Greedy best-first search expands the node that looks closest to the goal: it orders the frontier by \(h(n)\) alone. It is often fast but myopic — by ignoring the cost already paid, it can charge toward a goal that turns out to be expensive, or even get stuck in dead ends. It is not optimal and not complete in general.

A* (“A-star”) fixes this by combining both numbers:

\[f(n) = g(n) + h(n)\]

In words: the estimated total cost of the best path through node \(n\) equals what you have already spent getting to \(n\) plus a guess of what it will still cost to reach the goal from \(n\). Also written: \(f(n) = \underbrace{g(n)}_{\text{cost behind you}} + \underbrace{h(n)}_{\text{estimated cost ahead}}\) — split the total into “past” and “future” halves.

where \(g(n)\) is the actual cost from the start to \(n\), and \(h(n)\) is the estimated cost from \(n\) to the goal. So \(f(n)\) estimates the total cost of the cheapest path through \(n\). A* always expands the lowest-\(f\) frontier node. Intuitively it balances “how far I’ve come” against “how far I think I still have to go.” UCS is the special case \(h=0\), greedy is the special case \(g=0\), and A* is the principled middle between them.

The three informed strategies are really one knob — how much do you trust the past versus the future?

Worked example — A* on a road map. Cities connected by roads with travel costs, plus a straight-line heuristic \(h\) to the goal Z:

Node	\(g\) (cost so far)	\(h\) (to Z)	\(f=g+h\)
S	0	7	7
A (via S)	4	3	7
B (via S)	2	6	8
Z (via A)	7	0	7

From S, A* expands the lowest-\(f\) node. A (with \(f=7\)) beats B (with \(f=8\)), so it goes S→A and then reaches Z with \(f=7\). Greedy search would also try A first (small \(h\)), but the crucial difference is that A* would reconsider B if pursuing A turned out costlier — greedy never looks back.

import heapq
def astar(start, goal, succ_cost, h):
    frontier = [(h(start), 0, start, [start])]   # (f, g, node, path)
    best = {start: 0}
    while frontier:
        f, g, node, path = heapq.heappop(frontier)
        if node == goal: return g, path
        for nxt, c in succ_cost(node):
            ng = g + c
            if ng < best.get(nxt, float('inf')):
                best[nxt] = ng
                heapq.heappush(frontier, (ng + h(nxt), ng, nxt, path + [nxt]))

The only change from UCS is the priority key: \(g\) becomes \(g + h\). That one extra term is the entire difference between blind and informed search.

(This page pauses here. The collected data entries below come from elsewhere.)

//! Command handler for tierctl

use std::sync::Arc;
use std::time::Duration;

use anyhow::{bail, Context, Result};
use clap::Subcommand;
use tiercascade::{CascadeStore, Options, Regex, Store, StoreExt};

/// Operations runnable against a cascade
#[derive(Subcommand, Debug, Clone, PartialEq)]
pub enum Command {
    /// Read a key, promoting it into faster tiers
    Get {
        /// Key to read
        key: String,
        /// Read only the last tier
        #[arg(long)]
        last_store: bool,
    },
    /// Write a key to every tier
    Set {
        /// Key to write
        key: String,
        /// Value to store
        value: String,
        /// Expire after this many seconds
        #[arg(long, value_name = "SECS")]
        expires_in: Option<f64>,
        /// Write only the last tier
        #[arg(long)]
        last_store: bool,
    },
    /// Delete a key from every tier
    Del {
        /// Key to delete
        key: String,
    },
    /// Increment a numeric value
    Incr {
        /// Key holding the number
        key: String,
        /// Amount to add
        #[arg(default_value_t = 1, allow_negative_numbers = true)]
        by: i64,
    },
    /// Decrement a numeric value
    Decr {
        /// Key holding the number
        key: String,
        /// Amount to subtract
        #[arg(default_value_t = 1, allow_negative_numbers = true)]
        by: i64,
    },
    /// Delete every key matching a regular expression
    DeleteMatched {
        /// Regular expression matched against keys
        pattern: String,
    },
    /// Remove every entry from every tier
    Clear,
    /// Prune expired entries from every tier
    Cleanup,
    /// Print tier layout and read statistics
    Stats,
}

pub struct CommandHandler {
    cache: Arc<CascadeStore>,
}

impl CommandHandler {
    pub fn new(cache: Arc<CascadeStore>) -> Self {
        Self { cache }
    }

    /// Run `command`, returning the text to print
    pub fn handle(&self, command: &Command) -> Result<String> {
        match command {
            Command::Get { key, last_store } => Ok(self.handle_get(key, *last_store)),
            Command::Set {
                key,
                value,
                expires_in,
                last_store,
            } => self.handle_set(key, value, *expires_in, *last_store),
            Command::Del { key } => {
                self.cache.delete(key, &Options::new());
                Ok("OK".to_string())
            }
            Command::Incr { key, by } => Ok(number(self.cache.increment(key, *by, &Options::new()))),
            Command::Decr { key, by } => Ok(number(self.cache.decrement(key, *by, &Options::new()))),
            Command::DeleteMatched { pattern } => {
                let pattern = Regex::new(pattern)
                    .with_context(|| format!("invalid pattern '{}'", pattern))?;
                self.cache.delete_matched(&pattern, &Options::new());
                Ok("OK".to_string())
            }
            Command::Clear => {
                let results = self.cache.clear(&Options::new());
                Ok(self.per_tier(&results, |_| "ok".to_string()))
            }
            Command::Cleanup => {
                let results = self.cache.cleanup(&Options::new());
                Ok(self.per_tier(&results, |removed| format!("{} removed", removed)))
            }
            Command::Stats => Ok(self.handle_stats()),
        }
    }

    fn handle_get(&self, key: &str, last_store: bool) -> String {
        let options = Options::new().last_store(last_store);
        match self.cache.read(key, &options) {
            Some(entry) => String::from_utf8_lossy(entry.value()).into_owned(),
            None => "(nil)".to_string(),
        }
    }

    fn handle_set(
        &self,
        key: &str,
        value: &str,
        expires_in: Option<f64>,
        last_store: bool,
    ) -> Result<String> {
        // without --expires-in the cascade's configured expiry applies
        let mut options = Options::new().last_store(last_store);
        if let Some(secs) = expires_in {
            let ttl = Duration::try_from_secs_f64(secs)
                .with_context(|| format!("invalid expiry '{}'", secs))?;
            if ttl.is_zero() {
                bail!("expiry must be greater than 0");
            }
            options = options.expires_in(ttl);
        }

        self.cache.write_value(key, value.to_string(), &options)?;
        Ok("OK".to_string())
    }

    fn handle_stats(&self) -> String {
        let stats = self.cache.stats();

        let mut lines: Vec<String> = self
            .cache
            .tiers()
            .iter()
            .enumerate()
            .map(|(index, tier)| {
                format!("tier {} ({}): {} hits", index, tier.kind(), stats.hits_at(index))
            })
            .collect();
        lines.push(format!("misses: {}", stats.misses()));
        lines.push(format!("promotions: {}", stats.promotions()));
        lines.push(format!("tier_failures: {}", stats.tier_failures()));
        lines.push(format!("hit_ratio: {:.2}", stats.hit_ratio()));
        lines.join("\n")
    }

    fn per_tier<T>(&self, results: &[Option<T>], describe: impl Fn(&T) -> String) -> String {
        if results.is_empty() {
            return "(no tiers)".to_string();
        }

        results
            .iter()
            .zip(self.cache.tiers())
            .enumerate()
            .map(|(index, (result, tier))| {
                let outcome = match result {
                    Some(value) => describe(value),
                    None => "failed".to_string(),
                };
                format!("tier {} ({}): {}", index, tier.kind(), outcome)
            })
            .collect::<Vec<_>>()
            .join("\n")
    }
}

fn number(value: Option<i64>) -> String {
    match value {
        Some(n) => n.to_string(),
        None => "(nil)".to_string(),
    }
}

Where this is used. A* is not a textbook curiosity — it is the workhorse behind GPS and map routing, where the straight-line distance to your destination is the heuristic that keeps the search from fanning out across the whole continent. It also drives pathfinding for units in video games (often on a navigation grid), robot motion planning, and network packet routing. Anywhere you need the cheapest route through a graph and you have even a rough sense of “which way is the goal,” A* is usually the first thing reached for.

Tip

A useful mental picture: UCS searches in expanding circles around the start, while A* searches in stretched ellipses pointing toward the goal. A good heuristic squeezes the ellipse tighter, so fewer nodes get explored.

32.4 — Admissible and consistent heuristics (why A* is optimal)

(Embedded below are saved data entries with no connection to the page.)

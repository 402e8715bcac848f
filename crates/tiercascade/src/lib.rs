//! # tiercascade
//!
//! Cascading cache store built from ordered tiers.
//!
//! ## Architecture
//! - **CascadeStore**: reads stop at the first hit and backfill faster tiers;
//!   writes, deletes and maintenance fan out to every tier
//! - **Isolation**: a failing tier is logged and skipped, never surfaced
//! - **Guard**: one mutex per cascade serializes scan-then-promote and fan-outs
//! - **StoreRegistry**: kind identifiers mapped to store constructors
//! - **CascadeConfig**: TOML description of the tier list
//!
//! `CascadeStore` implements [`Store`] itself, so a cascade can be a tier of
//! another cascade and gets the value-level [`StoreExt`] helpers for free.

#![warn(missing_docs)]

mod cascade;
mod config;
mod registry;
mod stats;

pub use cascade::CascadeStore;
pub use config::{CascadeConfig, StoreConfig, TierSpec};
pub use registry::{StoreConstructor, StoreRegistry};
pub use stats::CascadeStats;

pub use tierstore::{
    Bytes, Entry, Error, FileStore, MemoryStore, Options, Regex, Result, Store, StoreExt,
};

A*’s optimality is not automatic — it depends on the heuristic obeying one of two conditions. Get the heuristic wrong and A* can confidently return a path that isn’t the cheapest.

A heuristic is admissible if it never overestimates the true remaining cost: \(h(n) \le h^*(n)\) for every node, where \(h^*(n)\) is the real cost from \(n\) to the goal. An admissible heuristic is optimistic — it may guess too low but never too high. Straight-line distance is admissible for road travel because no road is ever shorter than the straight line between two points.

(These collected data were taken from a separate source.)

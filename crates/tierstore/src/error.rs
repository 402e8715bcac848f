//! Error types for tierstore

use std::fmt;
use std::io;

/// Result type alias for store operations
pub type Result<T> = std::result::Result<T, Error>;

/// Error types for store operations and store construction
#[derive(Debug)]
pub enum Error {
    /// I/O error
    Io(io::Error),

    /// Corrupt or unreadable entry file
    Parse(String),

    /// Increment/decrement on a value that is not an integer
    NotNumeric(String),

    /// Invalid key pattern
    Pattern(regex::Error),

    /// No constructor registered for this store kind
    UnknownStore(String),

    /// Malformed store configuration
    Config(String),

    /// Store cannot serve requests right now
    Unavailable(String),
}

impl fmt::Display for Error {
    fn fmt(&self, f: &mut fmt::Formatter<'_>) -> fmt::Result {
        match self {
            Error::Io(e) => write!(f, "I/O error: {}", e),
            Error::Parse(msg) => write!(f, "Parse error: {}", msg),
            Error::NotNumeric(key) => write!(f, "Value for key '{}' is not an integer", key),
            Error::Pattern(e) => write!(f, "Invalid pattern: {}", e),
            Error::UnknownStore(kind) => write!(f, "Unknown store kind: {}", kind),
            Error::Config(msg) => write!(f, "Configuration error: {}", msg),
            Error::Unavailable(msg) => write!(f, "Store unavailable: {}", msg),
        }
    }
}

impl std::error::Error for Error {
    fn source(&self) -> Option<&(dyn std::error::Error + 'static)> {
        match self {
            Error::Io(e) => Some(e),
            Error::Pattern(e) => Some(e),
            _ => None,
        }
    }
}

impl Error {
    /// Whether this error came from configuration rather than from serving a request
    pub fn is_configuration(&self) -> bool {
        matches!(self, Error::UnknownStore(_) | Error::Config(_))
    }
}

impl From<io::Error> for Error {
    fn from(err: io::Error) -> Self {
        Error::Io(err)
    }
}

impl From<regex::Error> for Error {
    fn from(err: regex::Error) -> Self {
        Error::Pattern(err)
    }
}

impl From<nom::Err<nom::error::Error<&[u8]>>> for Error {
    fn from(err: nom::Err<nom::error::Error<&[u8]>>) -> Self {
        Error::Parse(format!("{:?}", err))
    }
}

In words: the heuristic’s guess at any node is allowed to be too cheap, but never too expensive — it must stay at or below the genuine cost-to-go. Also written: \(\forall n:\ 0 \le h(n) \le h^*(n)\) — the estimate is pinned between zero and the true remaining distance.

A heuristic is consistent (or monotone) if it obeys a triangle inequality: for every node \(n\) and successor \(n'\) reached by action \(a\),

\[h(n) \le c(n, a, n') + h(n')\]

In words: moving one step toward the goal can shrink your remaining estimate by at most what that step actually cost — the heuristic can never “drop too fast.” Also written: \(h(n) - h(n') \le c(n, a, n')\) — the decrease in the estimate across an edge is bounded by that edge’s cost.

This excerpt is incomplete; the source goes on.